This group, representing the views of Birkenhead and Winston Churchill, was out of favour with the Conservative party leadership but enjoyed wide support within the Conservative and Liberal parties. Their views could be summarized as:

·                     If it were possible, they would have liked to go back to the pre-1917 situation where:

·                      

o                                            There was no publicly proclaimed long-term goal for British rule in India. In particular, they considered that authoritarian bureaucratic government was, and would always remain, the most suitable form of government in Indian conditions;

·                      

o                                            Indians were consulted but held no power at the central or provincial government levels;

·                      

o                                            The Indian Civil Service and the senior ranks of the police would be overwhelmingly British and the officers of the British Indian Army would be exclusively so; and,

·                      

o                                            If it were desired to associate Indians more closely with the bureaucracy running India, the Indians so favored would be rich and conservative with a special emphasis on colourful princes.

·                     Although the Royal Warrant for the Commission spoke of reporting "... as to whether and to what extent it is desirable to establish the principle of responsible government, or to extend, modify. or restrict the degree of responsible government then existing therein. However, as politicians living in the real world, they recognized that the clock could not be put back and that they would have to accept responsible government at the provincial level. Their reluctance to do so is shown in Churchill's April 22, 1931 speech in Parliament where he said "I thought the Simon Report went much too far, but the Simon Report has long been left behind....." (James p. 5015). The motives of the diehards, including the protection of British commercial interests and the desire to permenantly maintain British rule were exposed in the following -

“On February 11, at the close of the second reading of the Bill, Churchill made the final opposition speech, warning that to give India self-government at the centre would give Indians the power to whittle away all trading safeguards, and to hold Lancashire ‘as hostages’, and would enable a small group of politically motivated men to trample on the rights of millions of inarticulate and ill-represented minorities.
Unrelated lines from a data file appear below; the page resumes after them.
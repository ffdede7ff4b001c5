use glam::DVec2;

use crate::error::{CollisionError, Result};
use crate::rotation::RotationCache;
use crate::types::{Shape, ShapeKind};

/// Which registry an area belongs to. The two differ only in legal kinds.
#[derive(Copy, Clone, Debug, PartialEq, Eq)]
pub enum AreaRole {
    Collision,
    Interaction,
}

impl AreaRole {
    pub fn allows(self, kind: ShapeKind) -> bool {
        match self {
            AreaRole::Collision => true,
            AreaRole::Interaction => matches!(
                kind,
                ShapeKind::None | ShapeKind::Rectangle | ShapeKind::Circle | ShapeKind::PixelMask
            ),
        }
    }

    pub fn name(self) -> &'static str {
        match self {
            AreaRole::Collision => "collision",
            AreaRole::Interaction => "interaction",
        }
    }
}

/// Where and how a body currently sits in the world.
#[derive(Copy, Clone, Debug, Default, PartialEq)]
pub struct Placement {
    pub position: DVec2,
    pub rotation_index: usize,
    pub mirror_h: bool,
    pub mirror_v: bool,
}

/// Per-frame rotation caches of one body, for one role.
#[derive(Clone, Debug)]
pub struct AreaRegistry {
    role: AreaRole,
    steps: usize,
    frames: Vec<Option<RotationCache>>,
}

impl AreaRegistry {
    pub fn new(role: AreaRole, frame_count: usize, steps: usize) -> Self {
        Self { role, steps, frames: vec![None; frame_count] }
    }

    /// One declared shape per frame. A kind the role does not accept leaves
    /// that frame undeclared.
    pub fn from_shapes(role: AreaRole, steps: usize, bases: impl IntoIterator<Item = Shape>, rotatable: bool) -> Self {
        let frames = bases
            .into_iter()
            .map(|base| role.allows(base.kind()).then(|| RotationCache::build(base, steps, rotatable)))
            .collect();
        Self { role, steps, frames }
    }

    pub fn role(&self) -> AreaRole {
        self.role
    }

    pub fn frame_count(&self) -> usize {
        self.frames.len()
    }

    /// Replaces the frame's shape (and all of its orientations) with `base`,
    /// given in coordinates relative to the frame center.
    pub fn declare(&mut self, frame: usize, base: Shape, rotatable: bool) -> Result<()> {
        let count = self.frames.len();
        let kind = base.kind();
        if !self.role.allows(kind) {
            return Err(CollisionError::IllegalShape { kind, registry: self.role.name() });
        }
        let slot = self
            .frames
            .get_mut(frame)
            .ok_or(CollisionError::FrameOutOfRange { frame, count })?;
        match slot {
            Some(cache) => cache.replace(base, rotatable),
            None => *slot = Some(RotationCache::build(base, self.steps, rotatable)),
        }
        Ok(())
    }

    pub fn active_kind(&self, frame: usize) -> ShapeKind {
        match self.frames.get(frame) {
            Some(Some(cache)) => cache.kind(),
            _ => ShapeKind::None,
        }
    }

    /// Cached shape for the placement's orientation, mirrored, then moved to
    /// the placement position.
    pub fn world_shape(&self, frame: usize, placement: &Placement) -> Shape {
        let Some(Some(cache)) = self.frames.get(frame) else {
            return Shape::None;
        };
        cache
            .get(placement.rotation_index)
            .mirrored(placement.mirror_h, placement.mirror_v)
            .translated(placement.position)
    }
}
#[cfg(test)]
mod tests {
    use super::*;

    fn world() -> CollisionWorld {
        CollisionWorld::new(EngineConfig::default()).unwrap()
    }

    fn square(w: &mut CollisionWorld, x: f64, y: f64, size: u32) -> ActorId {
        w.add_actor(ActorDesc::single(PixelMask::filled(size, size, true)).at(DVec2::new(x, y)))
    }

    #[test]
    fn test_add_remove_and_unknown_actor() {
        let mut w = world();
        let a = square(&mut w, 0.0, 0.0, 10);
        let b = square(&mut w, 5.0, 0.0, 10);
        w.add_collision_actor(a, b).unwrap();
        assert_eq!(w.debug_stats().actor_candidates, 1);

        w.remove_actor(b).unwrap();
        assert!(!w.contains(b));
        assert_eq!(w.actor_ids(), &[a]);
        assert_eq!(w.debug_stats().actor_candidates, 0);
        assert!(matches!(w.is_actor_colliding(a, b), Err(CollisionError::UnknownActor(id)) if id == b));
        assert!(matches!(w.remove_actor(b), Err(CollisionError::UnknownActor(_))));
    }

    #[test]
    fn test_default_rectangles_collide_on_step() {
        let mut w = world();
        let a = square(&mut w, 0.0, 0.0, 10);
        let b = square(&mut w, 9.0, 0.0, 10);
        w.add_collision_actor(a, b).unwrap();
        w.set_actor_collision_listener(a, |_: ActorId, _: ActorId| 2).unwrap();

        w.step();
        let evs = w.drain_events();
        assert_eq!(evs.len(), 1);
        assert_eq!(evs[0].actor, a);
        assert_eq!(evs[0].partner, Partner::Actor(b));
        assert_eq!(evs[0].cooldown, 2);
        assert_eq!(evs[0].step, 1);
        assert_eq!(w.cooldown(a, Domain::Actor).unwrap(), 2);
        assert!(w.drain_events().is_empty());
    }

    #[test]
    fn test_only_first_positive_candidate_fires() {
        let mut w = world();
        let a = square(&mut w, 0.0, 0.0, 10);
        let far = square(&mut w, 100.0, 0.0, 10);
        let b = square(&mut w, 5.0, 0.0, 10);
        let c = square(&mut w, -5.0, 0.0, 10);
        w.add_collision_actors(a, [far, b, c]).unwrap();

        assert_eq!(w.on_step_actor_domain(a).unwrap(), Some((a, b)));
        assert_eq!(w.drain_events().len(), 1);
    }

    #[test]
    fn test_hidden_and_disabled_actors_never_collide() {
        let mut w = world();
        let a = square(&mut w, 0.0, 0.0, 10);
        let b = square(&mut w, 0.0, 0.0, 10);
        w.add_collision_actor(a, b).unwrap();

        w.show(b, None).unwrap();
        assert!(!w.is_actor_colliding(a, b).unwrap());
        w.step();
        assert!(w.drain_events().is_empty());

        w.show(b, Some(0)).unwrap();
        w.set_domain_enabled(a, Domain::Actor, false).unwrap();
        w.step();
        assert!(w.drain_events().is_empty());
        w.set_domain_enabled(a, Domain::Actor, true).unwrap();
        w.step();
        assert_eq!(w.drain_events().len(), 1);
    }

    #[test]
    fn test_declarations_validate_frame_and_kind() {
        let mut w = world();
        let a = square(&mut w, 0.0, 0.0, 10);
        assert!(matches!(
            w.declare_collision_circle(a, 1, DVec2::ZERO, 2.0),
            Err(CollisionError::FrameOutOfRange { frame: 1, count: 1 })
        ));
        w.declare_collision_spot(a, 0, DVec2::new(3.0, 0.0)).unwrap();
        assert_eq!(w.active_collision_kind(a, 0).unwrap(), ShapeKind::Spot);
        assert_eq!(w.collision_shape(a).unwrap(), Shape::Spot(DVec2::new(3.0, 0.0)));
        assert!(matches!(w.show(a, Some(3)), Err(CollisionError::FrameOutOfRange { .. })));
    }

    #[test]
    fn test_rotatable_spot_follows_direction() {
        let mut w = world();
        let a = w.add_actor(ActorDesc::single(PixelMask::filled(20, 20, true)).rotatable(true));
        w.declare_collision_spot(a, 0, DVec2::new(8.0, 0.0)).unwrap();
        let target = w.add_actor(ActorDesc::single(PixelMask::filled(4, 4, true)).at(DVec2::new(0.0, 8.0)));
        w.declare_collision_circle(target, 0, DVec2::ZERO, 1.0).unwrap();

        assert!(!w.is_actor_colliding(a, target).unwrap());
        w.set_direction(a, 90.0).unwrap();
        assert_eq!(w.rotation_index(a).unwrap(), 15);
        assert!(w.is_actor_colliding(a, target).unwrap());
        w.turn(a, 90.0).unwrap();
        assert_eq!(w.direction(a).unwrap(), 180.0);
        assert!(!w.is_actor_colliding(a, target).unwrap());
    }

    #[test]
    fn test_tile_domain_with_default_image_rectangle() {
        let mut w = world();
        w.attach_tilemap(TileMapDesc::new(4, 4, DVec2::splat(16.0))).unwrap();
        let wall = TileLoc::new(2, 0);
        w.set_tile_image(wall, Some(&PixelMask::filled(16, 16, true))).unwrap();

        let a = square(&mut w, 20.0, 8.0, 8);
        w.add_collision_tiles(a, [TileLoc::new(0, 0), wall, TileLoc::new(9, 9)]).unwrap();
        w.set_tile_collision_listener(a, |_: ActorId, _: TileLoc| 2).unwrap();

        // Actor spans x 16..24, wall spans 32..48
        assert!(!w.is_tile_colliding(a, wall).unwrap());
        w.set_position(a, DVec2::new(29.0, 8.0)).unwrap();
        assert!(w.is_tile_colliding(a, wall).unwrap());

        assert_eq!(w.on_step_tile_domain(a).unwrap(), Some((a, wall)));
        assert_eq!(w.cooldown(a, Domain::Tile).unwrap(), 2);
        // Cooling: the next step is gated, the one after fires again
        assert_eq!(w.on_step_tile_domain(a).unwrap(), None);
        assert_eq!(w.on_step_tile_domain(a).unwrap(), Some((a, wall)));

        w.set_tile_collision_enabled(wall, false).unwrap();
        assert!(!w.is_tile_colliding(a, wall).unwrap());
        assert!(matches!(w.is_tile_colliding(a, TileLoc::new(9, 9)), Err(CollisionError::TileOutOfRange { .. })));
    }

    #[test]
    fn test_tile_queries_need_a_map() {
        let mut w = world();
        let a = square(&mut w, 0.0, 0.0, 8);
        assert!(matches!(w.is_tile_colliding(a, TileLoc::new(0, 0)), Err(CollisionError::NoTileMap)));
        assert!(matches!(w.declare_tile_circle(TileLoc::new(0, 0), DVec2::ZERO, 2.0), Err(CollisionError::NoTileMap)));
        w.add_collision_tile(a, TileLoc::new(0, 0)).unwrap();
        assert_eq!(w.on_step_tile_domain(a).unwrap(), None);
    }

    #[test]
    fn test_tile_cooldown_holds_while_detached() {
        let mut w = world();
        w.attach_tilemap(TileMapDesc::new(2, 2, DVec2::splat(16.0))).unwrap();
        let floor = TileLoc::new(0, 0);
        w.set_tile_image(floor, Some(&PixelMask::filled(16, 16, true))).unwrap();
        let a = square(&mut w, 8.0, 8.0, 8);
        w.add_collision_tile(a, floor).unwrap();
        w.set_tile_collision_listener(a, |_: ActorId, _: TileLoc| 3).unwrap();

        assert_eq!(w.on_step_tile_domain(a).unwrap(), Some((a, floor)));
        let map = w.detach_tilemap().unwrap();
        assert!(w.detach_tilemap().is_none());
        for _ in 0..5 {
            assert_eq!(w.on_step_tile_domain(a).unwrap(), None);
        }
        assert_eq!(w.cooldown(a, Domain::Tile).unwrap(), 3);

        w.attach_tilemap(*map.desc()).unwrap();
        w.set_tile_image(floor, Some(&PixelMask::filled(16, 16, true))).unwrap();
        assert_eq!(w.on_step_tile_domain(a).unwrap(), None);
        assert_eq!(w.on_step_tile_domain(a).unwrap(), None);
        assert_eq!(w.on_step_tile_domain(a).unwrap(), Some((a, floor)));
    }

    #[test]
    fn test_touch_uses_interaction_area() {
        let mut w = world();
        // Left half opaque
        let mask = PixelMask::from_fn(10, 10, |x, _| x < 5);
        let a = w.add_actor(ActorDesc::single(mask).at(DVec2::new(50.0, 50.0)));
        assert!(w.is_touched(a, DVec2::new(47.0, 50.0)).unwrap());
        assert!(!w.is_touched(a, DVec2::new(53.0, 50.0)).unwrap());

        w.set_horz_mirror(a, true).unwrap();
        assert!(w.is_touched(a, DVec2::new(53.0, 50.0)).unwrap());

        w.declare_interaction_circle(a, 0, DVec2::ZERO, 20.0).unwrap();
        assert!(w.is_touched(a, DVec2::new(65.0, 50.0)).unwrap());
        w.set_touch_enabled(a, false).unwrap();
        assert!(!w.is_touched(a, DVec2::new(50.0, 50.0)).unwrap());
    }

    #[test]
    fn test_touched_actors_topmost_first() {
        let mut w = world();
        let bottom = square(&mut w, 0.0, 0.0, 10);
        let top = square(&mut w, 2.0, 0.0, 10);
        let hidden = square(&mut w, 0.0, 0.0, 10);
        w.show(hidden, None).unwrap();
        assert_eq!(w.touched_actors(DVec2::new(1.0, 0.0)), vec![top, bottom]);
        assert_eq!(w.touched_actors(DVec2::new(-4.0, 0.0)), vec![bottom]);
    }

    #[test]
    fn test_range_query_considers_rect_and_circle_only() {
        let mut w = world();
        let a = square(&mut w, 0.0, 0.0, 4);
        let near = square(&mut w, 10.0, 0.0, 4);
        let far = square(&mut w, 30.0, 0.0, 4);
        let spot = square(&mut w, 5.0, 0.0, 4);
        w.declare_collision_spot(spot, 0, DVec2::ZERO).unwrap();
        w.add_collision_actors(a, [near, far, spot]).unwrap();
        assert_eq!(w.collision_actors_in_range(a, 9.0).unwrap(), vec![near]);
        assert_eq!(w.collision_actors_in_range(a, 7.0).unwrap(), Vec::<ActorId>::new());
    }

    #[test]
    fn test_frame_cycling_wraps() {
        let mut w = world();
        let frames = vec![PixelMask::filled(2, 2, true), PixelMask::filled(4, 4, true), PixelMask::filled(6, 6, true)];
        let a = w.add_actor(ActorDesc::new(frames).hidden());
        w.show_next_frame(a).unwrap();
        assert_eq!(w.visible_frame(a).unwrap(), Some(0));
        w.show_previous_frame(a).unwrap();
        assert_eq!(w.visible_frame(a).unwrap(), Some(2));
        w.show_next_frame(a).unwrap();
        assert_eq!(w.visible_frame(a).unwrap(), Some(0));
        assert_eq!(w.debug_stats().visible_actors, 1);
    }

    #[test]
    fn test_timing_recorded_when_enabled() {
        let cfg = EngineConfig { enable_timing: true, ..EngineConfig::default() };
        let mut w = CollisionWorld::new(cfg).unwrap();
        let a = square(&mut w, 0.0, 0.0, 10);
        let b = square(&mut w, 5.0, 0.0, 10);
        w.add_collision_actor(a, b).unwrap();
        w.add_collision_actor(b, a).unwrap();
        assert!(w.timing().is_none());
        w.step();
        let t = w.timing().unwrap();
        assert_eq!(t.pairs_tested, 2);
        assert_eq!(t.notifications, 2);
        assert!(t.step_ms >= 0.0);
    }

    #[test]
    fn test_invalid_config_rejected() {
        let cfg = EngineConfig { rotation_steps: 0, ..EngineConfig::default() };
        assert!(matches!(CollisionWorld::new(cfg), Err(CollisionError::InvalidConfig(_))));
    }
}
Those who would speak against the Bill at each of its stages, he said, hoped ‘to kill the idea that the British in India are aliens moving out of the country as soon as they have been able to set up any kind of governing organism to take their place’. Instead, they wished to establish the idea ‘that we are there for ever’, as ‘honoured partners with our Indian fellow-subjects whom we invite in all faithfulness to join with us in the highest functions of Government and administration for their lasting benefit and for our own’”. (Gilbert 1976 p. 603)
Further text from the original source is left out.